* Problem:
In which lines of the data does the string "Some" appear? Copy every one.

Stored data entries:
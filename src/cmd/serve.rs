//! HTTP API server command: `feedbackhub serve`.

use anyhow::Result;
use feedbackhub::config::HubConfig;

pub async fn cmd_serve(config: &HubConfig) -> Result<()> {
    for warning in config.validate() {
        tracing::warn!(%warning, "configuration warning");
    }
    feedbackhub::roadmap::server::start_server(config.server_config()).await
}
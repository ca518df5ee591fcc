use std::str::FromStr;

use serde::{Deserialize, Serialize};

#[derive(Debug, Clone, Serialize, Deserialize)]
pub struct Organization {
    pub id: i64,
    pub name: String,
    pub created_at: String,
}

#[derive(Debug, Clone, Serialize, Deserialize)]
pub struct Board {
    pub id: i64,
    pub org_id: i64,
    pub name: String,
    pub created_at: String,
}

/// Theme palette a status may be drawn with.
#[derive(Debug, Clone, Copy, PartialEq, Eq, Default, Serialize, Deserialize)]
#[serde(rename_all = "snake_case")]
pub enum StatusColor {
    #[default]
    Gray,
    Red,
    Orange,
    Yellow,
    Green,
    Blue,
    Purple,
    Pink,
}

impl StatusColor {
    pub fn as_str(&self) -> &'static str {
        match self {
            Self::Gray => "gray",
            Self::Red => "red",
            Self::Orange => "orange",
            Self::Yellow => "yellow",
            Self::Green => "green",
            Self::Blue => "blue",
            Self::Purple => "purple",
            Self::Pink => "pink",
        }
    }

    /// Parse a palette name, degrading to gray for anything unrecognized.
    pub fn parse_lenient(s: &str) -> Self {
        Self::from_str(s).unwrap_or_default()
    }
}

impl std::fmt::Display for StatusColor {
    fn fmt(&self, f: &mut std::fmt::Formatter<'_>) -> std::fmt::Result {
        f.write_str(self.as_str())
    }
}

impl FromStr for StatusColor {
    type Err = String;

    fn from_str(s: &str) -> Result<Self, Self::Err> {
        match s.trim().to_lowercase().as_str() {
            "gray" | "grey" => Ok(Self::Gray),
            "red" => Ok(Self::Red),
            "orange" => Ok(Self::Orange),
            "yellow" => Ok(Self::Yellow),
            "green" => Ok(Self::Green),
            "blue" => Ok(Self::Blue),
            "purple" => Ok(Self::Purple),
            "pink" => Ok(Self::Pink),
            _ => Err(format!("Invalid color: {}", s)),
        }
    }
}

#[derive(Debug, Clone, Serialize, Deserialize, PartialEq)]
pub struct Status {
    pub id: i64,
    pub org_id: i64,
    pub key: String,
    pub name: String,
    pub color: StatusColor,
    pub order: i32,
    pub is_system: bool,
    pub show_on_roadmap: bool,
    pub created_at: String,
    pub updated_at: String,
}

/// Statuses seeded into every new organization: (key, name, color).
pub const SYSTEM_STATUSES: [(&str, &str, StatusColor); 4] = [
    ("open", "Open", StatusColor::Blue),
    ("planned", "Planned", StatusColor::Purple),
    ("in_progress", "In Progress", StatusColor::Yellow),
    ("completed", "Completed", StatusColor::Green),
];

#[derive(Debug, Clone, Serialize, Deserialize, PartialEq)]
pub struct Post {
    pub id: i64,
    pub board_id: i64,
    pub title: String,
    pub status: String,
    pub created_at: String,
    pub updated_at: String,
}

/// Fields an admin may change on an existing status. The key is not here.
#[derive(Debug, Clone, Default)]
pub struct StatusPatch {
    pub name: Option<String>,
    pub color: Option<String>,
    pub show_on_roadmap: Option<bool>,
}

/// Outcome of a delete call.
///
/// The probe call either deletes an unused status outright or reports how many
/// posts block it; the confirm call always reports how many posts moved.
#[derive(Debug, Clone, PartialEq, Serialize, Deserialize)]
#[serde(untagged)]
pub enum DeleteOutcome {
    #[serde(rename_all = "camelCase")]
    RequiresReassignment {
        requires_reassignment: bool,
        post_count: i64,
    },
    #[serde(rename_all = "camelCase")]
    Deleted {
        deleted: bool,
        #[serde(skip_serializing_if = "Option::is_none")]
        reassigned_count: Option<i64>,
    },
}

impl DeleteOutcome {
    pub fn requires_reassignment(post_count: i64) -> Self {
        Self::RequiresReassignment {
            requires_reassignment: true,
            post_count,
        }
    }

    pub fn deleted(reassigned_count: Option<i64>) -> Self {
        Self::Deleted {
            deleted: true,
            reassigned_count,
        }
    }

    pub fn is_deleted(&self) -> bool {
        matches!(self, Self::Deleted { deleted: true, .. })
    }
}

// API view types
#[derive(Debug, Clone, Serialize, Deserialize)]
pub struct KanbanView {
    pub organization: Organization,
    pub columns: Vec<StatusColumn>,
}

#[derive(Debug, Clone, Serialize, Deserialize)]
pub struct RoadmapView {
    pub organization: Organization,
    pub columns: Vec<StatusColumn>,
}

/// One column of the board. `key` is `None` for the fallback column holding
/// posts whose status no longer resolves.
#[derive(Debug, Clone, Serialize, Deserialize)]
pub struct StatusColumn {
    pub key: Option<String>,
    pub name: String,
    pub color: StatusColor,
    pub posts: Vec<Post>,
}

impl StatusColumn {
    pub fn for_status(status: &Status, posts: Vec<Post>) -> Self {
        Self {
            key: Some(status.key.clone()),
            name: status.name.clone(),
            color: status.color,
            posts,
        }
    }

    pub fn unknown(posts: Vec<Post>) -> Self {
        Self {
            key: None,
            name: "Unknown".to_string(),
            color: StatusColor::Gray,
            posts,
        }
    }
}
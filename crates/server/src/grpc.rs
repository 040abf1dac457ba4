//! gRPC transport for the `slr.v1.Regression` service

use slr_lib::proto::{
    CalculateRequest, ModelValue, Regression, RegressionServer, ServerStats, StatsRequest,
    TrainingRequest, TrainingResults,
};
use slr_lib::{ErrorKind, RegressionService, SlrError};
use tokio::net::TcpListener;
use tokio_stream::wrappers::TcpListenerStream;
use tonic::{Request, Response, Status};
use tracing::info;

/// Map a service error onto a gRPC status
pub fn to_status(err: SlrError) -> Status {
    let message = err.to_string();
    match err.kind() {
        ErrorKind::Validation => Status::invalid_argument(message),
        ErrorKind::NotFound => Status::not_found(message),
        ErrorKind::Storage => Status::unavailable(message),
    }
}

pub struct GrpcHandler {
    service: RegressionService,
}

impl GrpcHandler {
    pub fn new(service: RegressionService) -> Self {
        Self { service }
    }

    pub fn into_server(self) -> RegressionServer<Self> {
        RegressionServer::new(self)
    }
}

#[tonic::async_trait]
impl Regression for GrpcHandler {
    async fn train(
        &self,
        request: Request<TrainingRequest>,
    ) -> Result<Response<TrainingResults>, Status> {
        let request = request.into_inner();
        let instances = request
            .data
            .map(|pool| pool.to_instances())
            .unwrap_or_default();

        let results = self
            .service
            .train_instances(instances, request.store_model)
            .await
            .map_err(to_status)?;

        Ok(Response::new(results.into()))
    }

    async fn calculate(
        &self,
        request: Request<CalculateRequest>,
    ) -> Result<Response<ModelValue>, Status> {
        let request = request.into_inner();

        let value = self
            .service
            .calculate(&request.model_name, request.argument)
            .await
            .map_err(to_status)?;

        Ok(Response::new(value.into()))
    }

    async fn stats(&self, _request: Request<StatsRequest>) -> Result<Response<ServerStats>, Status> {
        Ok(Response::new(self.service.stats().await.into()))
    }
}

/// Serve gRPC on a bound listener, stopping when `shutdown` resolves
pub async fn serve(
    listener: TcpListener,
    service: RegressionService,
    shutdown: impl std::future::Future<Output = ()> + Send + 'static,
) -> anyhow::Result<()> {
    info!(addr = ?listener.local_addr()?, "Starting gRPC server");

    tonic::transport::Server::builder()
        .add_service(GrpcHandler::new(service).into_server())
        .serve_with_incoming_shutdown(TcpListenerStream::new(listener), shutdown)
        .await?;

    Ok(())
}
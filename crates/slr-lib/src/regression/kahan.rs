//! Compensated summation
//!
//! See <https://en.wikipedia.org/wiki/Kahan_summation_algorithm>.

/// Running sum that carries the rounding error of each addition forward
#[derive(Debug, Clone, Copy, Default, PartialEq)]
pub struct KahanAdder {
    sum: f64,
    residual: f64,
}

impl KahanAdder {
    pub fn new() -> Self {
        Self::default()
    }

    /// Add a single value to the sum
    pub fn add(&mut self, value: f64) -> &mut Self {
        let y = value - self.residual;
        let t = self.sum + y;
        self.residual = (t - self.sum) - y;
        self.sum = t;
        self
    }

    /// Corrected value of the sum
    pub fn get(&self) -> f64 {
        self.sum + self.residual
    }
}

impl Extend<f64> for KahanAdder {
    fn extend<I: IntoIterator<Item = f64>>(&mut self, iter: I) {
        for value in iter {
            self.add(value);
        }
    }
}
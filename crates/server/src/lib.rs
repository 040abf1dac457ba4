//! Regression server transports
//!
//! HTTP (axum) and gRPC (tonic) adapters over [`slr_lib::RegressionService`].

pub mod api;
pub mod config;
pub mod grpc;
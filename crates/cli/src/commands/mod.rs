//! Command implementations

pub mod apply;
pub mod stats;
pub mod train;

use anyhow::{Context, Result};
use std::fs::File;
use std::io::{self, BufRead, BufReader};
use std::path::Path;

/// Open `path`, or stdin when no path is given
fn open_input(path: Option<&Path>) -> Result<Box<dyn BufRead>> {
    match path {
        Some(path) => {
            let file = File::open(path)
                .with_context(|| format!("Failed to open input file {}", path.display()))?;
            Ok(Box::new(BufReader::new(file)))
        }
        None => Ok(Box::new(BufReader::new(io::stdin()))),
    }
}
//! Configuration management for the CLI

use crate::client::Protocol;
use crate::output::OutputFormat;
use anyhow::{Context, Result};
use serde::{Deserialize, Serialize};
use std::path::{Path, PathBuf};

/// CLI defaults read from `~/.config/slr/config.json`
///
/// Command-line flags and environment variables take precedence.
#[derive(Debug, Clone, Serialize, Deserialize, Default)]
pub struct Config {
    /// Server address
    pub server: Option<String>,
    /// Default protocol
    pub protocol: Option<Protocol>,
    /// Default output format
    pub format: Option<OutputFormat>,
}

impl Config {
    /// Load configuration from the default location, if present
    pub fn load() -> Result<Self> {
        match Self::config_path() {
            Some(path) => Self::load_from(&path),
            None => Ok(Self::default()),
        }
    }

    pub fn load_from(path: &Path) -> Result<Self> {
        if !path.exists() {
            return Ok(Self::default());
        }

        let content = std::fs::read_to_string(path).context("Failed to read config file")?;

        serde_json::from_str(&content).context("Failed to parse config file")
    }

    /// Get the configuration file path
    fn config_path() -> Option<PathBuf> {
        dirs_next::home_dir().map(|home| home.join(".config").join("slr").join("config.json"))
    }
}

#[cfg(test)]
mod tests {
    use super::*;
    use tempfile::TempDir;

    #[test]
    fn test_missing_file_gives_defaults() {
        let temp_dir = TempDir::new().unwrap();
        let config = Config::load_from(&temp_dir.path().join("config.json")).unwrap();

        assert!(config.server.is_none());
        assert!(config.protocol.is_none());
    }

    #[test]
    fn test_load_partial_file() {
        let temp_dir = TempDir::new().unwrap();
        let path = temp_dir.path().join("config.json");
        std::fs::write(&path, r#"{"server": "slr.internal:50051", "protocol": "grpc"}"#).unwrap();

        let config = Config::load_from(&path).unwrap();
        assert_eq!(config.server.as_deref(), Some("slr.internal:50051"));
        assert_eq!(config.protocol, Some(Protocol::Grpc));
        assert!(config.format.is_none());
    }

    #[test]
    fn test_malformed_file_is_an_error() {
        let temp_dir = TempDir::new().unwrap();
        let path = temp_dir.path().join("config.json");
        std::fs::write(&path, "{server").unwrap();

        assert!(Config::load_from(&path).is_err());
    }
}
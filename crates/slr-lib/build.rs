//! Build script for generating protobuf code
//!
//! Generates the `slr.v1` client and server from the proto definitions.
//! If protoc is not available, it will skip code generation.

use std::path::PathBuf;
use std::process::Command;

const PROTO_FILE: &str = "../../proto/slr/v1/regression.proto";

fn main() -> Result<(), Box<dyn std::error::Error>> {
    // Re-run if proto files change
    println!("cargo:rerun-if-changed={}", PROTO_FILE);

    // Check if protoc is available
    let protoc_available =
        std::env::var("PROTOC").is_ok() || Command::new("protoc").arg("--version").output().is_ok();

    if !protoc_available {
        println!("cargo:warning=protoc not found, skipping proto generation");
        println!("cargo:warning=Install protoc or set PROTOC env var to generate proto code");
        return Ok(());
    }

    let out_dir = PathBuf::from(std::env::var("OUT_DIR")?);

    // The server binary serves and the CLI calls the same service
    tonic_build::configure()
        .build_server(true)
        .build_client(true)
        .out_dir(&out_dir)
        .compile(&[PROTO_FILE], &["../../proto"])?;

    Ok(())
}
//! Usage statistics aggregation
//!
//! Request paths never touch the counters directly. Each request holds a
//! [`RequestTracker`] that hands its delta to a single consumer task when it
//! is dropped; the consumer is the only writer of [`UsageStats`], and readers
//! take a copy under a short read lock.

use serde::{Deserialize, Serialize};
use std::sync::Arc;
use tokio::sync::{mpsc, oneshot, RwLock};
use tracing::{debug, warn};

/// All-time request counters for the process
#[derive(Debug, Default, Clone, Copy, PartialEq, Eq, Serialize, Deserialize)]
pub struct UsageStats {
    pub total_requests: u64,
    pub succeeded_requests: u64,
    pub total_instances: u64,
}

impl UsageStats {
    fn apply(&mut self, stat: RequestStat) {
        self.total_requests += 1;
        if stat.succeeded {
            self.succeeded_requests += 1;
        }
        self.total_instances += stat.instances;
    }
}

/// Contribution of one finished request
#[derive(Debug, Default, Clone, Copy, PartialEq, Eq)]
pub struct RequestStat {
    pub succeeded: bool,
    pub instances: u64,
}

enum StatsEvent {
    Completed(RequestStat),
    Flush(oneshot::Sender<()>),
}

/// Owner of the consumer task
pub struct StatsAggregator;

impl StatsAggregator {
    /// Spawn the consumer task and return a handle for producers
    ///
    /// The task exits once every [`StatsRecorder`] clone has been dropped.
    pub fn spawn() -> StatsRecorder {
        let (sender, receiver) = mpsc::unbounded_channel();
        let stats = Arc::new(RwLock::new(UsageStats::default()));

        tokio::spawn(Self::run(receiver, stats.clone()));

        StatsRecorder { sender, stats }
    }

    async fn run(
        mut receiver: mpsc::UnboundedReceiver<StatsEvent>,
        stats: Arc<RwLock<UsageStats>>,
    ) {
        while let Some(event) = receiver.recv().await {
            match event {
                StatsEvent::Completed(stat) => stats.write().await.apply(stat),
                StatsEvent::Flush(done) => {
                    let _ = done.send(());
                }
            }
        }
        debug!("Stats aggregator stopped");
    }
}

/// Producer handle for the stats aggregator
#[derive(Clone)]
pub struct StatsRecorder {
    sender: mpsc::UnboundedSender<StatsEvent>,
    stats: Arc<RwLock<UsageStats>>,
}

impl StatsRecorder {
    /// Hand a finished request's delta to the aggregator without waiting
    pub fn record(&self, stat: RequestStat) {
        if self.sender.send(StatsEvent::Completed(stat)).is_err() {
            warn!(
                succeeded = stat.succeeded,
                instances = stat.instances,
                "Stats aggregator is gone, dropping request stat"
            );
        }
    }

    /// Start tracking a request; its stat is recorded when the tracker drops
    pub fn track(&self) -> RequestTracker {
        RequestTracker {
            recorder: self.clone(),
            stat: RequestStat::default(),
        }
    }

    /// Copy of the counters as applied so far
    pub async fn snapshot(&self) -> UsageStats {
        *self.stats.read().await
    }

    /// Wait until every delta sent before this call has been applied
    pub async fn flush(&self) {
        let (done, applied) = oneshot::channel();
        if self.sender.send(StatsEvent::Flush(done)).is_ok() {
            let _ = applied.await;
        }
    }

    pub fn is_running(&self) -> bool {
        !self.sender.is_closed()
    }
}

/// Per-request stat guard
///
/// Defaults to a failed request with zero instances, so early returns are
/// counted without any extra bookkeeping.
pub struct RequestTracker {
    recorder: StatsRecorder,
    stat: RequestStat,
}

impl RequestTracker {
    pub fn add_instances(&mut self, count: usize) {
        self.stat.instances += count as u64;
    }

    pub fn succeed(&mut self) {
        self.stat.succeeded = true;
    }
}

impl Drop for RequestTracker {
    fn drop(&mut self) {
        self.recorder.record(self.stat);
    }
}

* Result for this exercise:
            key: Some(status.key.clone()),
        Some(path) => {
            Some(path) => Self::load_from(&path),
        assert_eq!(config.server.as_deref(), Some("slr.internal:50051"));
        assert_eq!(config.protocol, Some(Protocol::Grpc));
        while let Some(event) = receiver.recv().await {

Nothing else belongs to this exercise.